Monday, February 5, 2007

Journal - Panic attack

Seems like all i've done is write today. I think DD finally fell asleep. I'm glad because she was crying and upset and I knew I needed to let her just be whiny - that I couldn't give in to her wanting to come sleep on the couch or have me sleep in there, but on the other hand, her screaming/crying is driving me crazy.
I came home, barely making it in the driveway before the panic attack took over. I came in and told DH I needed a shower. Sat on the floor of the shower and tried to cry, but couldn't. Tried to pray but couldn't get the words out - even silently in my head. So I just sat there, until the water ran cold. Then "faked it" for awhile.
Tried to do my Bible study tonight before class tomorrow. Doing fine until I get to the part about presenting each part of your body to Christ for His service. Hands -- okay fine. Eyes -- okay fine. Feet - okay fine. Flip the page. Stomach - hmm that's a little hard. Sex organs --- what? WHAT? You want me to give those over to you? Where the hell were you when I wanted to give them up at age 12. You could have had them then. I'll give them up. I sure as hell can't control them. They don't do what ~I~ want. Don't respond when I want. Don't fail to respond when I don't want them too.

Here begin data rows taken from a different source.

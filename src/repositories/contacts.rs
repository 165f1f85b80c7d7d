use chrono::Utc;
use sqlx::sqlite::{SqlitePool, SqliteRow};
use sqlx::{FromRow, QueryBuilder, Row, Sqlite};

use super::{new_id, parse_column};
use crate::models::content::{ContactRequest, ContactStatus, NewContactRequest};

impl<'r> FromRow<'r, SqliteRow> for ContactRequest {
    fn from_row(row: &'r SqliteRow) -> Result<Self, sqlx::Error> {
        Ok(ContactRequest {
            id: row.try_get("id")?,
            name: row.try_get("name")?,
            email: row.try_get("email")?,
            subject: row.try_get("subject")?,
            message: row.try_get("message")?,
            status: parse_column(row, "status")?,
            reply: row.try_get("reply")?,
            created_at: row.try_get("created_at")?,
            updated_at: row.try_get("updated_at")?,
        })
    }
}

#[derive(Clone)]
pub struct ContactRepository {
    conn: SqlitePool,
}

impl ContactRepository {
    pub fn new(conn: SqlitePool) -> Self {
        Self { conn }
    }

    pub async fn insert_request(
        &self,
        request: &NewContactRequest,
    ) -> Result<ContactRequest, anyhow::Error> {
        let now = Utc::now();

        let request = sqlx::query_as::<_, ContactRequest>(
            r#"
                INSERT INTO contact_requests
                (id, name, email, subject, message, status, created_at, updated_at)
                VALUES (?, ?, ?, ?, ?, ?, ?, ?)
                RETURNING *
            "#,
        )
        .bind(new_id())
        .bind(request.name.trim())
        .bind(request.email.trim())
        .bind(&request.subject)
        .bind(&request.message)
        .bind(ContactStatus::Open.as_str())
        .bind(now)
        .bind(now)
        .fetch_one(&self.conn)
        .await?;

        Ok(request)
    }

    pub async fn list_requests(
        &self,
        status: Option<ContactStatus>,
    ) -> Result<Vec<ContactRequest>, anyhow::Error> {
        let mut query = QueryBuilder::<Sqlite>::new("SELECT * FROM contact_requests");
        if let Some(status) = status {
            query.push(" WHERE status = ").push_bind(status.as_str());
        }
        query.push(" ORDER BY created_at DESC");

        let requests = query
            .build_query_as::<ContactRequest>()
            .fetch_all(&self.conn)
            .await?;
        Ok(requests)
    }

    /// Stores the reply and closes the request.
    pub async fn reply(
        &self,
        id: &str,
        reply: &str,
    ) -> Result<Option<ContactRequest>, anyhow::Error> {
        let request = sqlx::query_as::<_, ContactRequest>(
            "UPDATE contact_requests SET reply = ?, status = ?, updated_at = ? WHERE id = ? RETURNING *",
        )
        .bind(reply)
        .bind(ContactStatus::Closed.as_str())
        .bind(Utc::now())
        .bind(id)
        .fetch_optional(&self.conn)
        .await?;

        Ok(request)
    }

    pub async fn delete_request(&self, id: &str) -> Result<bool, anyhow::Error> {
        let result = sqlx::query("DELETE FROM contact_requests WHERE id = ?")
            .bind(id)
            .execute(&self.conn)
            .await?;

        Ok(result.rows_affected() > 0)
    }

    /// Removes every closed request in one statement. Returns the ids.
    pub async fn delete_closed(&self) -> Result<Vec<String>, anyhow::Error> {
        let ids: Vec<String> =
            sqlx::query_scalar("DELETE FROM contact_requests WHERE status = ? RETURNING id")
                .bind(ContactStatus::Closed.as_str())
                .fetch_all(&self.conn)
                .await?;

        Ok(ids)
    }
}

#[cfg(test)]
mod tests {
    use super::*;
    use crate::database;

    fn request(name: &str) -> NewContactRequest {
        NewContactRequest {
            name: name.to_string(),
            email: format!("{}@example.com", name),
            subject: "Help".to_string(),
            message: "How do I deposit?".to_string(),
        }
    }

    #[tokio::test]
    async fn reply_closes_and_bulk_delete_removes_closed_only() {
        let repository = ContactRepository::new(database::memory_pool().await);
        let first = repository.insert_request(&request("ana")).await.unwrap();
        let second = repository.insert_request(&request("bob")).await.unwrap();
        repository.insert_request(&request("cid")).await.unwrap();

        let replied = repository
            .reply(&first.id, "Use the deposit form.")
            .await
            .unwrap()
            .unwrap();
        assert_eq!(replied.status, ContactStatus::Closed);
        repository.reply(&second.id, "Done.").await.unwrap();

        let deleted = repository.delete_closed().await.unwrap();
        assert_eq!(deleted.len(), 2);

        let remaining = repository.list_requests(None).await.unwrap();
        assert_eq!(remaining.len(), 1);
        assert_eq!(remaining[0].status, ContactStatus::Open);
        assert!(repository.reply("missing", "x").await.unwrap().is_none());
    }
}
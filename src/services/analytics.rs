use std::net::IpAddr;

use async_trait::async_trait;
use sha2::{Digest, Sha256};
use sqlx::SqlitePool;

use super::feed::ChangeFeed;
use super::{Reply, RequestHandler, Service, ServiceError};
use crate::models::analytics::{NewVisit, VisitLog};
use crate::models::feed::{ChangeKind, Collection};
use crate::repositories::analytics::{AnalyticsRepository, VisitRecord};
use crate::repositories::geolocation::GeolocationRepository;

pub const DEFAULT_VISIT_LIMIT: i64 = 200;
const MAX_VISIT_LIMIT: i64 = 1000;

pub enum AnalyticsRequest {
    RecordVisit {
        visit: NewVisit,
        ip: Option<IpAddr>,
        user_agent: Option<String>,
        response: Reply<VisitLog>,
    },
    ListVisits {
        limit: Option<i64>,
        response: Reply<Vec<VisitLog>>,
    },
}

#[derive(Clone)]
pub struct AnalyticsRequestHandler {
    repository: AnalyticsRepository,
    geolocation: GeolocationRepository,
    feed: ChangeFeed,
}

/// Hex SHA-256 of the client address. The address itself is never stored.
pub fn hash_ip(ip: IpAddr) -> String {
    format!("{:x}", Sha256::digest(ip.to_string().as_bytes()))
}

impl AnalyticsRequestHandler {
    pub fn new(
        sql_conn: SqlitePool,
        geolocation: GeolocationRepository,
        feed: ChangeFeed,
    ) -> Self {
        Self {
            repository: AnalyticsRepository::new(sql_conn),
            geolocation,
            feed,
        }
    }

    pub async fn record_visit(
        &self,
        visit: &NewVisit,
        ip: Option<IpAddr>,
        user_agent: Option<&str>,
    ) -> Result<VisitLog, ServiceError> {
        let path = visit.path.trim();
        if path.is_empty() {
            return Err(ServiceError::Validation("path is required".to_string()));
        }

        let (country, city) = self.geolocation.locate(ip).await;
        let ip_hash = ip.map(hash_ip);

        let log = self
            .repository
            .insert_visit(&VisitRecord {
                path,
                user_id: visit.user_id.as_deref(),
                ip_hash: ip_hash.as_deref(),
                country: &country,
                city: &city,
                user_agent,
            })
            .await
            .map_err(|e| ServiceError::Repository("Analytics".to_string(), e.to_string()))?;

        log::debug!("Visit to {} from {}, {}", log.path, log.city, log.country);
        self.feed
            .publish(Collection::AnalyticsLogs, &log.id, ChangeKind::Created);
        Ok(log)
    }

    pub async fn list_visits(&self, limit: Option<i64>) -> Result<Vec<VisitLog>, ServiceError> {
        let limit = limit.unwrap_or(DEFAULT_VISIT_LIMIT);
        if limit <= 0 || limit > MAX_VISIT_LIMIT {
            return Err(ServiceError::Validation(format!(
                "limit must be between 1 and {}",
                MAX_VISIT_LIMIT
            )));
        }

        self.repository
            .list_visits(limit)
            .await
            .map_err(|e| ServiceError::Repository("Analytics".to_string(), e.to_string()))
    }
}

#[async_trait]
impl RequestHandler<AnalyticsRequest> for AnalyticsRequestHandler {
    async fn handle_request(&self, request: AnalyticsRequest) {
        match request {
            AnalyticsRequest::RecordVisit {
                visit,
                ip,
                user_agent,
                response,
            } => {
                let log = self
                    .record_visit(&visit, ip, user_agent.as_deref())
                    .await;
                let _ = response.send(log);
            }
            AnalyticsRequest::ListVisits { limit, response } => {
                let logs = self.list_visits(limit).await;
                let _ = response.send(logs);
            }
        }
    }
}

pub struct AnalyticsService;

impl AnalyticsService {
    pub fn new() -> Self {
        AnalyticsService {}
    }
}

#[async_trait]
impl Service<AnalyticsRequest, AnalyticsRequestHandler> for AnalyticsService {}

#[cfg(test)]
mod tests {
    use std::time::Duration;

    use super::*;
    use crate::database;
    use crate::repositories::geolocation::UNKNOWN;

    fn ip(value: &str) -> IpAddr {
        value.parse().unwrap()
    }

    #[test]
    fn hashes_are_stable_hex() {
        assert_eq!(
            hash_ip(ip("203.0.113.7")),
            "fec52565aa0cf18f57d7cf5b3ac728503b8992d2d6f7d46da1d1201090902b02"
        );
        assert_eq!(
            hash_ip(ip("2001:db8::1")),
            "5afd19e856d1c18d17d600dfd2b5f534992333985e126c2a951047102c1ed536"
        );
        assert_ne!(hash_ip(ip("203.0.113.7")), hash_ip(ip("203.0.113.8")));
    }

    #[tokio::test]
    async fn failed_lookup_still_records_the_visit() {
        let geolocation =
            GeolocationRepository::new("http://127.0.0.1:9".to_string(), Duration::from_millis(200))
                .unwrap();
        let handler = AnalyticsRequestHandler::new(
            database::memory_pool().await,
            geolocation,
            ChangeFeed::new(8),
        );

        let log = handler
            .record_visit(
                &NewVisit {
                    path: "/vip".to_string(),
                    user_id: None,
                },
                Some(ip("203.0.113.7")),
                Some("curl/8.0"),
            )
            .await
            .unwrap();

        assert_eq!(log.country, UNKNOWN);
        assert_eq!(log.city, UNKNOWN);
        assert_eq!(log.ip_hash, Some(hash_ip(ip("203.0.113.7"))));
        assert_eq!(handler.list_visits(None).await.unwrap().len(), 1);
        assert!(matches!(
            handler.list_visits(Some(0)).await,
            Err(ServiceError::Validation(_))
        ));
    }
}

I can't read any further. The rest of the study is about using your body to function in God's service and about letting Christ control your body instead of you. What the _ _ _ _ ? I don't want my body. I want it gone. I want you to take it. Now. You can have it. All I do is let it be destroyed - destroy it myself - avoid it - try to escape it. So you want it? Fine - have it. Tonight I drove by the bridge columns - 1, 2, 3, 4, 5 break, 6, 7, 8,9, 10. DD was in the backseat. But I wanted to hit them. Hard. Give that physical body up in a second. Take it from me. There are plenty of ways for you to do it. I don't want it any more.
I want so badly to reach out for help and find someone that will just hold me and let me cry. Not try to solve my problems. NOT ASK WHY (that's for you DH - I don't KNOW why so QUIT asking me). To not judge. To not commit me to the hospital when I say I don't want to live anymore. To not try to change my mind. To not try to convince me that life is grand and good. I think I could find someone to do some of those things, IF I were willing to ask and reach out - but not sure about all of them.
If money and family and everything were no object, I would somehow transform it into summer right now. I'd pack up my bags - not much stuff - a few clothes, lots of good books, some scrapbook supplies, paper, pens, and lots of suntan lotion. I'd head for the Lake. Just me. Maybe the dog and a big stuffed animal. I'd lie on the beach. Take a raft out to the middle of the lake. Push my body harder and further to run a greater distance, swim across the lake, everything. I'd lie under the sky and scream at God. Cry my eyes out. Give a voice to all my feelings. All the things I am unable to do here and now. I can't even let all my feelings out on paper, although I'm getting better. I can't say it silently inside, or pray it silently to God or even myself.
I can't imagine going on another year, month, week or even a day, like this. I'm tired. I can't get up the strength to fight. I just want to go to sleep forever. In a way it was easier when it was about the abuse - that is ugly and evil and I expect it to be. But now it's more about me - the middle ground - what I've done with it. And that's looking inward. Much harder, much uglier, taking longer than I thought. I try to find a reason to live and I think of DD. I don't want to screw up her life, like my mom screwed up mine. But really, am I screwing it up worse by being here in my present state? I don't know.